Source: The TRADE — 2026-07-16
Summary
A survey of 35 of the world's largest asset managers, conducted by Substantive Research and Aiera, found that 77% now have organization-wide generative AI deployments in place — but adoption is being throttled by data licensing, not technology. The single most valuable input respondents want feeding their internal AI systems is broker research (also cited by 77%), followed by earnings transcripts (57%) and market data (42%). The dominant barrier isn't model quality or integration effort — it's that broker/data licensing restrictions (69%) and compliance/entitlements friction (54%) prevent firms from legally piping that content into their AI systems as machine-readable feeds.
Key Takeaways
- 77% of surveyed buy-side firms have organization-wide GenAI platform deployments already in place — adoption itself is no longer the bottleneck at large asset managers.

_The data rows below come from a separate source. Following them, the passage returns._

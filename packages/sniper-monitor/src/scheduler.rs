//! The scheduler (spec.md §4.C9): a single long-lived loop with an
//! interruptible sleep and a bounded worker pool for per-subscription
//! fan-out, with a nested bounded pool for the price-verifier calls inside
//! one subscription's evaluation. Grounded on the teacher's `JoinSet`-based
//! fan-out idiom (seen across the pack, e.g.
//! `other_examples/8cdd7e4d_PostHog-posthog__rust-kafka-assigner-src-assigner.rs.rs`)
//! and on `server_monitor.py`'s own tick structure (sweep tokens, snapshot
//! subscriptions, submit to a worker pool, sleep with a 1 s-granularity stop
//! check).

use std::collections::HashMap;
use std::sync::atomic::{AtomicBool, Ordering};
use std::sync::Arc;
use std::time::Duration;

use futures_util::stream::{self, StreamExt};
use sniper_core::{
    candidates, evaluate, FetchAvailability, LogLevel, LogSink, SendNotification, Subscription,
    SubscriptionStore, TokenCache, TraceId, VerifierOutcome,
};
use tokio::sync::Semaphore;
use tokio::task::JoinSet;
use tracing::{info_span, warn, Instrument};

use crate::config::EngineConfig;
use crate::dispatcher::{dispatch_all, OrderDispatcher};
use crate::notifier::notify_tick;
use crate::verifier::PriceVerifier;

/// Wires the injected dependencies (spec.md §6) to the scheduler loop.
pub struct Scheduler {
    config: EngineConfig,
    store: Arc<SubscriptionStore>,
    tokens: Arc<TokenCache>,
    fetcher: Arc<dyn FetchAvailability>,
    verifier: Arc<dyn PriceVerifier>,
    dispatcher: Arc<dyn OrderDispatcher>,
    sender: Arc<dyn SendNotification>,
    log: Arc<dyn LogSink>,
    running: AtomicBool,
    stop: AtomicBool,
}

impl Scheduler {
    #[must_use]
    #[allow(clippy::too_many_arguments)]
    pub fn new(
        config: EngineConfig,
        store: Arc<SubscriptionStore>,
        tokens: Arc<TokenCache>,
        fetcher: Arc<dyn FetchAvailability>,
        verifier: Arc<dyn PriceVerifier>,
        dispatcher: Arc<dyn OrderDispatcher>,
        sender: Arc<dyn SendNotification>,
        log: Arc<dyn LogSink>,
    ) -> Self {
        Self {
            config,
            store,
            tokens,
            fetcher,
            verifier,
            dispatcher,
            sender,
            log,
            running: AtomicBool::new(false),
            stop: AtomicBool::new(false),
        }
    }

    #[must_use]
    pub fn store(&self) -> &Arc<SubscriptionStore> {
        &self.store
    }

    #[must_use]
    pub fn tokens(&self) -> &Arc<TokenCache> {
        &self.tokens
    }

    /// Starts the loop. Refuses a second start while one is already running
    /// (spec.md §4.C9: "idempotent-safe"). Takes an owned `Arc` so the
    /// spawned loop task can outlive the caller's stack frame; callers keep
    /// their own clone to call [`Scheduler::stop`] later.
    pub fn start(self: Arc<Self>) -> Option<tokio::task::JoinHandle<()>> {
        if self.running.swap(true, Ordering::SeqCst) {
            return None;
        }
        self.stop.store(false, Ordering::SeqCst);
        Some(tokio::spawn(async move { self.run_loop().await }))
    }

    /// Requests the loop to exit. The caller is responsible for awaiting the
    /// join handle, with up to a 3 s grace period per spec.md §4.C9.
    pub fn stop(&self) {
        self.stop.store(true, Ordering::SeqCst);
    }

    #[must_use]
    pub fn is_running(&self) -> bool {
        self.running.load(Ordering::SeqCst)
    }

    async fn run_loop(self: Arc<Self>) {
        while !self.stop.load(Ordering::SeqCst) {
            Arc::clone(&self).tick().await;
            self.interruptible_sleep().await;
        }
        self.running.store(false, Ordering::SeqCst);
    }

    async fn interruptible_sleep(&self) {
        let total = Duration::from_secs(self.config.check_interval_secs);
        let step = Duration::from_secs(1);
        let mut elapsed = Duration::ZERO;
        while elapsed < total {
            if self.stop.load(Ordering::SeqCst) {
                return;
            }
            let remaining = total - elapsed;
            tokio::time::sleep(step.min(remaining)).await;
            elapsed += step;
        }
    }

    /// Runs one full tick: sweep, snapshot, bounded fan-out, logging. Takes
    /// an owned `Arc` (like [`Scheduler::start`]) so each spawned
    /// per-subscription worker can hold its own clone; callers invoking this
    /// directly (tests, a manual single-tick mode) pass `Arc::clone(&self)`.
    pub async fn tick(self: Arc<Self>) {
        let swept = self.tokens.sweep();
        if swept > 0 {
            self.log.log(
                LogLevel::Debug,
                &format!("swept {swept} expired token(s)"),
                "scheduler",
                None,
            );
        }

        let subs = self.store.snapshot();
        if subs.is_empty() {
            return;
        }

        let permits = self.config.max_subscription_workers.min(subs.len()).max(1);
        let semaphore = Arc::new(Semaphore::new(permits));
        let mut tasks = JoinSet::new();

        for sub in subs {
            let plan_code = sub.plan_code.clone();
            if !self.store.contains(&plan_code) {
                continue;
            }
            let permit = Arc::clone(&semaphore);
            let me = Arc::clone(&self);
            tasks.spawn(async move {
                let _permit = permit.acquire_owned().await.expect("semaphore never closed");
                me.evaluate_subscription(sub).await;
            });
        }

        while let Some(result) = tasks.join_next().await {
            if let Err(err) = result {
                warn!(error = %err, "subscription worker panicked");
            }
        }
    }

    async fn evaluate_subscription(&self, sub: Subscription) {
        let sub_trace = TraceId::new();
        let span = info_span!("subscription_tick", plan_code = %sub.plan_code, trace_id = %sub_trace);
        async move {
            let Some(fetched) = self.fetcher.fetch(&sub.plan_code).await else {
                self.log.log(
                    LogLevel::Warning,
                    &format!("fetch failed for {}", sub.plan_code),
                    "scheduler",
                    Some(sub_trace),
                );
                return;
            };

            let candidate_list = candidates(&sub, &fetched, self.config.verify_legacy_available);
            let verifier = self.verifier.as_ref();
            let plan = sub.plan_code.as_str();
            let verifier_results: HashMap<String, VerifierOutcome> = stream::iter(candidate_list)
                .map(|candidate| async move {
                    let outcome = verifier
                        .verify(plan, &candidate.datacenter, &candidate.options)
                        .await;
                    (candidate.status_key, outcome)
                })
                .buffer_unordered(self.config.max_verifier_workers.max(1))
                .collect()
                .await;

            let now = sniper_core::now_shanghai();
            let outcome = evaluate(
                &sub,
                &fetched,
                &verifier_results,
                self.config.verify_legacy_available,
                now,
            );

            if outcome.skipped {
                return;
            }

            self.store.apply_evaluation(
                &sub.plan_code,
                outcome.last_status_updates,
                outcome.history_additions,
            );

            if !outcome.emissions.is_empty() {
                notify_tick(
                    self.sender.as_ref(),
                    self.log.as_ref(),
                    &self.tokens,
                    &sub,
                    &outcome.emissions,
                    sub_trace,
                    now,
                )
                .await;
            }

            if !outcome.order_intents.is_empty() {
                let (succeeded, failed) =
                    dispatch_all(self.dispatcher.as_ref(), &outcome.order_intents).await;
                self.log.log(
                    LogLevel::Info,
                    &format!(
                        "auto-order for {}: {succeeded} succeeded, {failed} failed",
                        sub.plan_code
                    ),
                    "scheduler",
                    Some(sub_trace),
                );
            }
        }
        .instrument(span)
        .await;
    }
}
//! Leaf error types for the HTTP-backed collaborators. None of these ever
//! propagate past the worker that raised them (spec.md §7): a verifier
//! failure becomes a `PriceCheckFailed` reason string, a dispatch failure is
//! logged and its siblings still run.

use thiserror::Error;

#[derive(Debug, Error)]
pub enum VerifierError {
    #[error("price lookup timed out")]
    Deadline,
    #[error("transport error: {0}")]
    Transport(#[from] reqwest::Error),
    #[error("oracle reported failure: {0}")]
    OracleFailure(String),
    #[error("price response missing or zero withTax")]
    MissingPrice,
}

impl VerifierError {
    #[must_use]
    pub fn reason(&self) -> String {
        self.to_string()
    }
}

#[derive(Debug, Error)]
pub enum DispatchError {
    #[error("order dispatch timed out")]
    Deadline,
    #[error("transport error: {0}")]
    Transport(#[from] reqwest::Error),
    #[error("order endpoint rejected request: {0}")]
    Rejected(String),
}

- The content buy-side firms most want as a machine-readable feed into their AI systems is broker research (77%), ahead of earnings transcripts (57%) and market data (42%).
- The top-cited barrier is broker/data licensing restrictions (69%), followed by compliance and entitlements friction (54%) — a legal and commercial problem, not a technical one.
- Onboarding timelines are still long even where licensing isn't the blocker: 37% report 4-6 months to approve and onboard a new AI model, 20% report over 6 months.
- Just over a quarter of respondents are evaluating or have implemented specialized finance/investment-research AI platforms, with 44% viewing them as potential long-term strategic partners over general-purpose tools.
- The finding reframes the "AI adoption gap" narrative for finance: the ceiling isn't model capability, it's who owns the rights to feed proprietary research content into an AI pipeline.